9 de dezembro de 2007

Em 18 anos, cortes com atendimento a pacientes chegaram a R$2 bilhões

A economia que o governo brasileiro fez nos últimos 18 anos, ao fechar cerca de 80% dos leitos psiquiátricos – de 120 mil leitos em 1989 para 38,8 mil em 2007 – não tem sido aplicada no atendimento a doentes mentais. Um estudo da Associação Brasileira de Psiquiatria (ABP) aponta que, neste período, houve corte de dois terços da verba – o equivalente hoje a cerca de R$2 bilhões por ano. O investimento, que era 5,8% do orçamento do Ministério da Saúde em 1995, caiu para 2,3%, em média, nesta década. Em 2006, a saúde mental recebeu R$943, 2,04% do orçamento do ministério.

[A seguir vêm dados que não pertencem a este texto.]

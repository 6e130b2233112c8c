//! Network client for a single ledger node.
//!
//! The quorum engine only depends on the [`LedgerClient`] trait;
//! [`RpcLedgerClient`] is the JSON-RPC over HTTP implementation used by the
//! binary.

use super::{endpoint::Endpoint, errors::UpstreamError, http_client::HttpClient};
use crate::{
    block::BlockRecord,
    types::{JsonRpcRequest, JsonRpcResponse},
};
use async_trait::async_trait;
use serde::de::DeserializeOwned;
use serde_json::json;
use std::{sync::Arc, time::Duration};
use tracing::debug;

/// Queries one node for its view of the ledger.
#[async_trait]
pub trait LedgerClient: Send + Sync {
    /// Returns the slot the node currently considers current.
    async fn current_slot(&self, endpoint: &Endpoint) -> Result<u64, UpstreamError>;

    /// Returns the block the node holds for `slot`.
    async fn block_at(&self, endpoint: &Endpoint, slot: u64) -> Result<BlockRecord, UpstreamError>;
}

/// [`LedgerClient`] speaking Solana-style JSON-RPC (`getSlot`, `getBlock`).
pub struct RpcLedgerClient {
    http_client: Arc<HttpClient>,
    request_timeout: Option<Duration>,
    commitment: Option<String>,
}

impl RpcLedgerClient {
    #[must_use]
    pub fn new(http_client: Arc<HttpClient>) -> Self {
        Self { http_client, request_timeout: None, commitment: None }
    }

    /// Bounds each HTTP request. The fan-out executor applies its own
    /// per-query timeout on top of this.
    #[must_use]
    pub fn with_request_timeout(mut self, timeout: Option<Duration>) -> Self {
        self.request_timeout = timeout;
        self
    }

    /// Sets the commitment level sent with every request (`processed`,
    /// `confirmed`, `finalized`). Nodes use their own default when unset.
    #[must_use]
    pub fn with_commitment(mut self, commitment: Option<String>) -> Self {
        self.commitment = commitment;
        self
    }

    fn slot_params(&self) -> Option<serde_json::Value> {
        self.commitment.as_ref().map(|c| json!([{ "commitment": c }]))
    }

    fn block_params(&self, slot: u64) -> serde_json::Value {
        let mut options = json!({
            "encoding": "base64",
            "transactionDetails": "full",
            "rewards": true,
            "maxSupportedTransactionVersion": 0,
        });
        if let (Some(commitment), Some(map)) = (&self.commitment, options.as_object_mut()) {
            map.insert("commitment".to_string(), json!(commitment));
        }
        json!([slot, options])
    }

    async fn call<T: DeserializeOwned>(
        &self,
        endpoint: &Endpoint,
        request: &JsonRpcRequest,
    ) -> Result<T, UpstreamError> {
        let body = serde_json::to_vec(request).map_err(|e| {
            UpstreamError::InvalidRequest(format!("Failed to serialize request: {e}"))
        })?;

        let response_bytes = self
            .http_client
            .post_json(endpoint.as_str(), bytes::Bytes::from(body), self.request_timeout)
            .await?;

        JsonRpcResponse::from_slice(&response_bytes)?.into_result()
    }
}

#[async_trait]
impl LedgerClient for RpcLedgerClient {
    async fn current_slot(&self, endpoint: &Endpoint) -> Result<u64, UpstreamError> {
        let request = JsonRpcRequest::new("getSlot", self.slot_params());
        let result = self.call::<u64>(endpoint, &request).await;

        match &result {
            Ok(slot) => debug!(endpoint = %endpoint, slot, "getSlot succeeded"),
            Err(e) => debug!(endpoint = %endpoint, error = %e, "getSlot failed"),
        }
        result
    }

    async fn block_at(&self, endpoint: &Endpoint, slot: u64) -> Result<BlockRecord, UpstreamError> {
        let request = JsonRpcRequest::new("getBlock", Some(self.block_params(slot)));
        let result = self.call::<BlockRecord>(endpoint, &request).await;

        match &result {
            Ok(block) => debug!(
                endpoint = %endpoint,
                slot,
                blockhash = %block.blockhash,
                transactions = block.transactions.len(),
                "getBlock succeeded"
            ),
            Err(e) => debug!(endpoint = %endpoint, slot, error = %e, "getBlock failed"),
        }
        result
    }
}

– A perda de investimentos, associada à redução dos leitos, gera a desassistência que pode ser observada nas longas filas de espera, no crescente número de doentes mentais vagando pelas ruas e também nas prisões – disse João Alberto Carvalho, presidente da ABP.

O Ministério da saúde contesta e diz que não houve redução de verbas, mas admite que precisaria ampliar os gastos anuais em saúde mental para, no mínimo, 5% de seu orçamento – o equivalente a R$2,3 bilhões hoje (R$1,3 bilhão a mais por ano). O coordenador nacional de saúde Mental, Pedro Gabriel Delgado, concorda que os gastos precisam ser, no mínimo, dobrados.

"A psiquiatria é o patinho feio da medicina no Brasil"

Estudo da Universidade Federal de São Paulo (Unifesp), em conjunto com o Ministério da saúde e a OMS, lançado na última segunda-feira em São Paulo, mostra que o investimento está abaixo do necessário.

– Faltam investimentos. O dinheiro aplicado é insuficiente. A psiquiatria é o patinho feio da medicina no Brasil – disse um dos autores do estudo, o professor da Unifesp Jair Mari.

O estudo mostra que, em 2005, a verba total do SUS foi de US$15 bilhões (US$82,7 per capita), e que a saúde mental ficou com apenas US$ 358 milhões (US$1,95 per capita). O documento afirma ainda que o país conseguiu humanizar serviços, com o fechamento de manicômios, mas admite que não há um monitoramento efetivo dos serviços prestados.

Na avaliação da ABP, é preciso fazer mudanças no modelo. As críticas são de que o sistema atual, que adota as diretrizes defendidas pelo psiquiatra italiano Franco Baságlia, no início da década de 60, são ideológicas e não científicas. Pelos princípios da Luta Antimanicomial, os loucos não são doentes. Para os psiquiatras, no entanto, o governo não considerou que a ciência evoluiu com medica mentos e tratamentos que evitam a dor e os surtos dos doentes mentais.

– Associam a psiquiatria ao manicômio e criaram um estigma na reforma. Ninguém aqui defende manicômios, mas que o governo invista em hospitais de psiquiatria, com especializações e tratamentos adequados, modernos – disse o presidente da ABP, João Alberto Carvalho.